La situation dans l’Etat soudanais du Darfour du Nord demeure instable après la prise de contrôle d’El Facher par les Forces de soutien rapide (FSR) le 26 octobre, ont déclaré les responsables humanitaires de l’ONU.
Si les affrontements majeurs ont cessé, des combats sporadiques et des activités de drones se poursuivent, exposant les civils au pillage, au recrutement forcé et à la violence sexuelle, a indiqué mardi le Bureau des Nations unies pour la coordination des affaires humanitaires (OCHA).
« Près de 89.000 personnes ont fui El Facher et ses environs depuis fin octobre, beaucoup d’entre elles arrivant dans la localité de Tawila après avoir marché pendant des jours sous la menace de violences », a rapporté l’OCHA.
Il a ajouté que l’ONU, en collaboration avec des partenaires locaux et des organisations non gouvernementales internationales, leur fournit de la nourriture, de l’eau, des installations sanitaires, des soins et un soutien psychosocial, même si les besoins continuent de dépasser les ressources disponibles.
Le bureau a précisé que le sous-secrétaire général des Nations unies aux affaires humanitaires, Tom Fletcher, est arrivé mardi à Port-Soudan, dans l’extrême nord-est du pays, où il a rencontré les autorités, les partenaires humanitaires et la communauté diplomatique.
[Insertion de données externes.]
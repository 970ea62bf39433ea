use async_trait::async_trait;
use relay_http::protocol::header::COOKIE;

use crate::cookie::decode_cookie_header;
use crate::error::MiddlewareError;
use crate::middleware::{Flow, Middleware};
use crate::request::Request;
use crate::response::Response;

/// Splits every `Cookie` header, in order, into the request's cookie list.
#[derive(Debug, Clone, Copy, Default)]
pub struct CookieDecoder;

#[async_trait]
impl Middleware for CookieDecoder {
    async fn handle(&self, request: &mut Request, _response: &mut Response) -> Result<Flow, MiddlewareError> {
        let cookies = request.headers().get_all(COOKIE).flat_map(decode_cookie_header).collect();
        request.set_cookies(cookies);
        Ok(Flow::Continue)
    }
}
Les partenaires humanitaires ont signalé que plus de 12.000 personnes ont cherché refuge dans l’Etat oriental du Nil Blanc depuis fin octobre, soit une moyenne de 700 personnes par jour, a signalé l’OCHA.
L’OCHA a réaffirmé que les civils doivent être protégés et que les travailleurs humanitaires doivent bénéficier d’un accès sûr et durable pour acheminer l’aide à travers les lignes de front.
Soudan: l’OIM met en garde contre une « hausse spectaculaire » des déplacements de population » à El Fasher
L’Organisation internationale pour les migrations (OIM) a mis en garde mardi contre une « hausse spectaculaire » des déplacements de population à El Fasher, capitale du Darfour du Nord, tombée fin octobre entre les mains des Forces de soutien rapide (FSR).
En deux semaines, près de 90000 résidents ont fui les bombardements et les combats, sur des routes où la faim, la soif et l’absence de soins tuent presque autant que les armes.
« La crise à El Fasher est le résultat direct de près de 18 mois de siège qui ont privé les familles de nourriture, d’eau et de soins médicaux », a déclaré Amy Pope, la directrice générale de l’OIM, en visite au Soudan.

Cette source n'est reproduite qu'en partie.